Одновременно с распространением социально конструируемых сексуальностей произошло переплетение биологической категории пола с преимущественно культурной категорией гендера. Структура мужественности соответствует тому, что большинство из нас опознает как «маскулинность»; это набор поведенческих моделей и убеждений, отличающих мужское начало от женского.
Гендерные характеристики, связываемые с мужественностью или женственностью — и проявляющиеся в повседневных действиях мужчин и женщин в социуме, — во многом являются заученными, приписываемыми качествами, которые выражаются в речевых и поведенческих моделях, форме одежды и других маркерах, имеющих скорее конвенциональную, нежели биологическую природу, меняющихся с течением времени и не одинаковых в разных культурах.
Иными словами, хотя в большинстве своем мужчины мужественны (а женщины женственны), не все они таковы, и никто не обязан таковым быть.
Содержание гендерных ролей со временем меняется в любом отдельно взятом обществе, а также различается между обществами. Если наш биологический пол фиксирован с момента рождения (что, по-видимому, справедливо для всех за возможным исключением транссексуалов, пол которых изменен хирургическим путем), то характер его культурного выражения через гендер в значительной мере есть продукт социализации, наложенный на персональные творческие элементы и выбор жизненного стиля и вследствие этого индивидуализированный.
Надо признать, что никто пока убедительно не объяснил, как и почему биологическая необходимость человеческого секса превратилась в сложное эмоциональное и психологическое минное поле, коим представляется сексуальность сегодня, или как акт размножения стал проводником столь широкого разнообразия удовольствий и страданий, которые ныне с ним ассоциируются.
Не так уж и важно, в чем кроется объяснение такой трансформации: в эволюционной ли биологии, во фрейдистском психоанализе, в структурной антропологии или божественном промысле.
Мы существуем в мире множественных сексуальностей и полиморфных извращений, и это разнообразие сексуальных индивидуальностей соседствует с целым рядом других элементов настоящего, далеко отстоящих от «естественного» состояния человека, каким оно могло быть в далеком доисторическом прошлом.
Но мы все же дорожим ими и сохраняем их как само собой разумеющиеся элементы современной жизни.

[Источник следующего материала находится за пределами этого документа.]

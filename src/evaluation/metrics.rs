//! Classification metrics derived from confusion counts
//!
//! Every metric is 0.0 when its denominator is zero.

use super::confusion::{classify, ConfusionCounts, ConfusionMatrix};
use crate::error::Result;
use crate::schema::Disposition;
use serde::{Deserialize, Serialize};
use std::fmt;

fn ratio(numerator: usize, denominator: usize) -> f64 {
    if denominator == 0 {
        0.0
    } else {
        numerator as f64 / denominator as f64
    }
}

impl ConfusionCounts {
    /// (tp + tn) / total
    pub fn accuracy(&self) -> f64 {
        ratio(self.tp + self.tn, self.total())
    }

    /// Recall on the positive class: tp / (tp + fn)
    pub fn sensitivity(&self) -> f64 {
        ratio(self.tp, self.tp + self.fn_)
    }

    /// tn / (tn + fp)
    pub fn specificity(&self) -> f64 {
        ratio(self.tn, self.tn + self.fp)
    }

    /// tp / (tp + fp)
    pub fn precision(&self) -> f64 {
        ratio(self.tp, self.tp + self.fp)
    }

    pub fn f1(&self) -> f64 {
        let precision = self.precision();
        let recall = self.sensitivity();
        if precision + recall == 0.0 {
            0.0
        } else {
            2.0 * precision * recall / (precision + recall)
        }
    }

    pub fn summary(&self) -> MetricsSummary {
        MetricsSummary {
            accuracy: self.accuracy(),
            sensitivity: self.sensitivity(),
            specificity: self.specificity(),
            precision: self.precision(),
            f1: self.f1(),
        }
    }
}

/// The five headline metrics
#[derive(Debug, Clone, Copy, PartialEq, Serialize, Deserialize)]
pub struct MetricsSummary {
    pub accuracy: f64,
    pub sensitivity: f64,
    pub specificity: f64,
    pub precision: f64,
    pub f1: f64,
}

impl MetricsSummary {
    /// (label, formatted value) pairs: percentages for rates, a fraction for F1
    pub fn display_rows(&self) -> Vec<(&'static str, String)> {
        vec![
            ("Accuracy", format!("{:.2}%", self.accuracy * 100.0)),
            ("Sensitivity", format!("{:.2}%", self.sensitivity * 100.0)),
            ("Specificity", format!("{:.2}%", self.specificity * 100.0)),
            ("Precision", format!("{:.2}%", self.precision * 100.0)),
            ("F1 Score", format!("{:.4}", self.f1)),
        ]
    }
}

impl fmt::Display for MetricsSummary {
    fn fmt(&self, f: &mut fmt::Formatter<'_>) -> fmt::Result {
        for (label, value) in self.display_rows() {
            writeln!(f, "{:<12} {}", label, value)?;
        }
        Ok(())
    }
}

/// Counts, metrics and the confusion matrix of one evaluation
#[derive(Debug, Clone, PartialEq, Serialize, Deserialize)]
pub struct EvaluationReport {
    pub counts: ConfusionCounts,
    pub metrics: MetricsSummary,
    pub confusion_matrix: ConfusionMatrix,
}

impl EvaluationReport {
    pub fn from_counts(counts: ConfusionCounts) -> Self {
        Self {
            metrics: counts.summary(),
            confusion_matrix: ConfusionMatrix::from_counts(&counts),
            counts,
        }
    }
}

/// Evaluate predicted dispositions against actual ones with CONFIRMED as positive
pub fn evaluate(actual: &[Disposition], predicted: &[Disposition]) -> Result<EvaluationReport> {
    let counts = classify(actual, predicted, &Disposition::POSITIVE)?;
    Ok(EvaluationReport::from_counts(counts))
}

#[cfg(test)]
mod tests {
    use super::*;
    use crate::error::ExoSeekerError;

    #[test]
    fn test_balanced_metrics() {
        let summary = ConfusionCounts::new(1, 1, 1, 1).summary();
        assert_eq!(summary.accuracy, 0.5);
        assert_eq!(summary.sensitivity, 0.5);
        assert_eq!(summary.specificity, 0.5);
        assert_eq!(summary.precision, 0.5);
        assert_eq!(summary.f1, 0.5);
    }

    #[test]
    fn test_zero_denominators() {
        // Two candidates predicted correctly: no positives anywhere
        let counts = ConfusionCounts::new(0, 0, 0, 2);
        assert_eq!(counts.accuracy(), 1.0);
        assert_eq!(counts.precision(), 0.0);
        assert_eq!(counts.sensitivity(), 0.0);
        assert_eq!(counts.specificity(), 1.0);
        assert_eq!(counts.f1(), 0.0);

        assert_eq!(ConfusionCounts::default().accuracy(), 0.0);
    }

    #[test]
    fn test_f1() {
        let counts = ConfusionCounts::new(8, 2, 4, 6);
        let p = 8.0 / 12.0;
        let r = 8.0 / 10.0;
        assert!((counts.f1() - 2.0 * p * r / (p + r)).abs() < 1e-12);
    }

    #[test]
    fn test_display_format() {
        let summary = ConfusionCounts::new(2, 1, 0, 3).summary();
        let rows = summary.display_rows();
        assert_eq!(rows[0], ("Accuracy", "83.33%".to_string()));
        assert_eq!(rows[3], ("Precision", "100.00%".to_string()));
        assert_eq!(rows[4], ("F1 Score", "0.8000".to_string()));
    }

    #[test]
    fn test_evaluate_report() {
        use Disposition::*;
        let report = evaluate(&[Confirmed, Candidate], &[Confirmed, Confirmed]).unwrap();
        assert_eq!(report.counts, ConfusionCounts::new(1, 0, 1, 0));
        assert_eq!(report.confusion_matrix.counts(), [[0, 1], [0, 1]]);

        let json = serde_json::to_value(&report).unwrap();
        assert_eq!(json["counts"]["fn"], 0);
        assert_eq!(json["metrics"]["precision"], 0.5);
    }

    #[test]
    fn test_evaluate_length_mismatch() {
        let err = evaluate(&[Disposition::Confirmed], &[]).unwrap_err();
        assert!(matches!(err, ExoSeekerError::LengthMismatch { .. }));
    }
}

Иначе говоря, возможность определения наших сексуальностей как «естественных» не так важна для аргументации, как тот факт, что они вообще существуют и что в развитых капиталистических обществах нет причин не считать свободу сексуального выражения правом человека (я не включаю в это обобщение формы сексуальности, связанные с нарушением или оскорблением прав других людей, например педофилию или насильственные сексуальные действия).